Source information START

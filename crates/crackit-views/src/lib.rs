//! Derived list views for the CrackIt job board.
//!
//! Given a snapshot of job postings or newsletter articles, the criteria a
//! page has selected, and the identity of the viewer, this crate produces the
//! ordered, filtered, possibly truncated list that page renders. Every
//! derivation stage is a pure, total function: nothing is fetched, nothing is
//! mutated, and malformed fields degrade to documented defaults.
//!
//! # Overview
//!
//! The pipeline composed by [`compose_view`] runs:
//!
//! - [`scope`]: the records the viewer's role entitles them to see
//! - [`include_record`]: privacy, category, and text narrowing
//! - [`sort_records`]: a stable ordering by one [`SortKey`]
//! - truncation to the criteria's optional limit
//!
//! [`decode_collection`] and [`load_collection`] turn backend JSON into
//! records for callers that hold raw responses.
//!
//! # Example
//!
//! ```
//! use crackit_views::{
//!     JobRecord, Role, SortKey, ViewCriteria, ViewerContext, compose_view, decode_collection,
//! };
//!
//! let json = r#"[
//!     {"_id": "1", "title": "Backend Engineer", "createdAt": "2024-01-01", "salary": 10},
//!     {"_id": "2", "title": "Frontend Engineer", "createdAt": "2024-02-01", "salary": 20}
//! ]"#;
//! let jobs: Vec<JobRecord> = decode_collection(json).expect("valid snapshot");
//!
//! let criteria = ViewCriteria::default()
//!     .with_query("engineer")
//!     .with_sort_key(SortKey::Newest);
//! let viewer = ViewerContext::signed_in("u1", Role::Student);
//! let view = compose_view(&jobs, &criteria, &viewer);
//!
//! let titles: Vec<&str> = view.items.iter().map(|job| job.title()).collect();
//! assert_eq!(titles, ["Frontend Engineer", "Backend Engineer"]);
//! assert_eq!(view.filtered_count, 2);
//! assert_eq!(view.total_count, 2);
//! ```

pub mod cli;
mod criteria;
mod error;
mod filter;
mod matcher;
mod record;
mod scope;
mod settings;
mod snapshot;
mod sort;
mod view;
mod viewer;

pub use criteria::{CategoryFilter, SortKey, ViewCriteria};
pub use error::{CliError, SnapshotError};
pub use filter::{RecordFilter, include_record};
pub use matcher::{TextQuery, matches};
pub use record::{
    ApplicationRef, CompanyRef, EntityRef, JobDraft, JobField, JobRecord, Listing,
    NewsletterDraft, NewsletterField, NewsletterRecord, OwnerRef, RecordId, RecordKind,
};
pub use scope::{Visibility, is_in_scope, scope};
pub use settings::ViewSettings;
pub use snapshot::{decode_collection, load_collection};
pub use sort::sort_records;
pub use view::{DerivedView, compose_view};
pub use viewer::{Role, ScopeMode, ViewerContext};
//! Derived view composition: scope, filter, sort, then truncate.

use std::collections::BTreeMap;

use serde::Serialize;
use tracing::debug;

use crate::criteria::ViewCriteria;
use crate::filter::RecordFilter;
use crate::record::Listing;
use crate::scope::scope;
use crate::sort::sort_in_place;
use crate::viewer::ViewerContext;

/// The ordered, filtered, possibly truncated list a page renders.
///
/// ## Invariants
/// - `items.len() <= filtered_count <= total_count`.
/// - `items` is ordered by the criteria's sort key alone; ties keep input
///   order.
/// - Every record in `items` passes [`include_record`](crate::include_record)
///   and is in the viewer's scope.
#[derive(Debug, Clone, PartialEq, Serialize)]
#[serde(rename_all = "camelCase")]
pub struct DerivedView<'a, R> {
    /// Records to render, borrowed from the source collection.
    pub items: Vec<&'a R>,
    /// Records the viewer is entitled to see before search and category
    /// narrowing.
    pub total_count: usize,
    /// Records that passed every filter stage, before truncation.
    pub filtered_count: usize,
    /// Number of in-scope records per category value, for filter chips.
    /// Empty for kinds without a category facet.
    pub category_counts: BTreeMap<String, usize>,
}

impl<R> DerivedView<'_, R> {
    /// Returns `true` when the view was cut short by a limit.
    #[must_use]
    pub fn is_truncated(&self) -> bool {
        self.items.len() < self.filtered_count
    }
}

/// Compose the derived view of `records` for `viewer` under `criteria`.
///
/// Total for every input: an empty collection yields an empty view, and the
/// source collection is only borrowed, never reordered.
///
/// # Examples
///
/// ```
/// use crackit_views::{JobDraft, JobRecord, RecordId, SortKey, ViewCriteria, ViewerContext, compose_view};
///
/// let jobs: Vec<JobRecord> = ["Backend Engineer", "Frontend Engineer", "Designer"]
///     .into_iter()
///     .enumerate()
///     .map(|(index, title)| JobRecord::new(JobDraft {
///         id: RecordId::new(index.to_string()),
///         title: title.to_owned(),
///         ..JobDraft::default()
///     }))
///     .collect();
///
/// let criteria = ViewCriteria::default().with_query("engineer").with_limit(1);
/// let view = compose_view(&jobs, &criteria, &ViewerContext::guest());
///
/// assert_eq!(view.total_count, 3);
/// assert_eq!(view.filtered_count, 2);
/// assert_eq!(view.items.len(), 1);
/// ```
#[must_use]
pub fn compose_view<'a, R: Listing>(
    records: &'a [R],
    criteria: &ViewCriteria,
    viewer: &ViewerContext,
) -> DerivedView<'a, R> {
    let scoped = scope(records, viewer);
    let category_counts = count_categories(&scoped);

    let filter = RecordFilter::new(criteria, viewer);
    let mut items: Vec<&'a R> = scoped
        .iter()
        .copied()
        .filter(|record| filter.includes(*record))
        .collect();
    sort_in_place(&mut items, criteria.sort_key);

    let filtered_count = items.len();
    if let Some(limit) = criteria.limit {
        items.truncate(limit);
    }

    debug!(
        kind = %R::KIND,
        role = %viewer.role(),
        mode = %viewer.mode(),
        sort_key = %criteria.sort_key,
        total_count = scoped.len(),
        filtered_count,
        shown = items.len(),
        "derived view composed"
    );

    DerivedView {
        items,
        total_count: scoped.len(),
        filtered_count,
        category_counts,
    }
}

fn count_categories<R: Listing>(records: &[&R]) -> BTreeMap<String, usize> {
    let mut counts = BTreeMap::new();
    for category in records.iter().filter_map(|record| record.category()) {
        let trimmed = category.trim();
        if trimmed.is_empty() {
            continue;
        }
        *counts.entry(trimmed.to_owned()).or_insert(0) += 1;
    }
    counts
}

#[cfg(test)]
mod tests {
    //! Composition order, counts, and truncation.

    use chrono::TimeZone;
    use chrono::Utc;
    use serde_json::json;

    use super::*;
    use crate::criteria::SortKey;
    use crate::record::{
        JobDraft, JobRecord, NewsletterDraft, NewsletterRecord, OwnerRef, RecordId,
    };
    use crate::viewer::{Role, ScopeMode};

    fn job(id: &str, job_type: &str, day: u32, owner: &str) -> JobRecord {
        JobRecord::new(JobDraft {
            id: RecordId::new(id),
            title: format!("{job_type} role {id}"),
            job_type: job_type.to_owned(),
            created_at: Utc.with_ymd_and_hms(2024, 3, day, 0, 0, 0).single(),
            created_by: Some(OwnerRef::new(owner, "Recruiter")),
            ..JobDraft::default()
        })
    }

    fn board() -> Vec<JobRecord> {
        vec![
            job("1", "Full-time", 1, "r1"),
            job("2", "Internship", 2, "r2"),
            job("3", "Full-time", 3, "r1"),
            job("4", " ", 4, "r2"),
        ]
    }

    fn ids<R: Listing>(view: &DerivedView<'_, R>) -> Vec<String> {
        view.items
            .iter()
            .map(|record| record.id().as_str().to_owned())
            .collect()
    }

    #[test]
    fn category_counts_cover_scope_not_filter() {
        let records = board();
        let criteria = ViewCriteria::default().with_category("Internship");
        let view = compose_view(&records, &criteria, &ViewerContext::guest());

        assert_eq!(ids(&view), ["2"]);
        assert_eq!(view.total_count, 4);
        assert_eq!(view.filtered_count, 1);
        assert_eq!(
            view.category_counts,
            BTreeMap::from([("Full-time".to_owned(), 2), ("Internship".to_owned(), 1)])
        );
    }

    #[test]
    fn recruiter_dashboard_counts_only_own_jobs() {
        let records = board();
        let viewer = ViewerContext::signed_in("r1", Role::Recruiter).with_mode(ScopeMode::OwnOnly);
        let view = compose_view(&records, &ViewCriteria::default(), &viewer);

        assert_eq!(ids(&view), ["3", "1"]);
        assert_eq!(view.total_count, 2);
        assert_eq!(view.category_counts.get("Full-time"), Some(&2));
    }

    #[test]
    fn limit_truncates_after_sorting() {
        let records = board();
        let criteria = ViewCriteria::default()
            .with_sort_key(SortKey::Oldest)
            .with_limit(2);
        let view = compose_view(&records, &criteria, &ViewerContext::guest());

        assert_eq!(ids(&view), ["1", "2"]);
        assert_eq!(view.filtered_count, 4);
        assert!(view.is_truncated());
    }

    #[test]
    fn zero_limit_yields_no_items() {
        let records = board();
        let view = compose_view(
            &records,
            &ViewCriteria::default().with_limit(0),
            &ViewerContext::guest(),
        );
        assert!(view.items.is_empty());
        assert_eq!(view.filtered_count, 4);
    }

    #[test]
    fn newsletters_have_no_category_counts() {
        let records = vec![NewsletterRecord::new(NewsletterDraft::default())];
        let view = compose_view(&records, &ViewCriteria::default(), &ViewerContext::guest());
        assert!(view.category_counts.is_empty());
        assert_eq!(view.total_count, 1);
    }

    #[test]
    fn view_serialises_with_wire_names() {
        let records: Vec<JobRecord> = Vec::new();
        let view = compose_view(&records, &ViewCriteria::default(), &ViewerContext::guest());
        let value = serde_json::to_value(&view).expect("view serialises");
        assert_eq!(
            value,
            json!({ "items": [], "totalCount": 0, "filteredCount": 0, "categoryCounts": {} })
        );
    }
}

Source information END

- Required action -
Search the records for the word "expect" and copy out every line that holds it.

- Response to this task -
//! let jobs: Vec<JobRecord> = decode_collection(json).expect("valid snapshot");
        let value = serde_json::to_value(&view).expect("view serialises");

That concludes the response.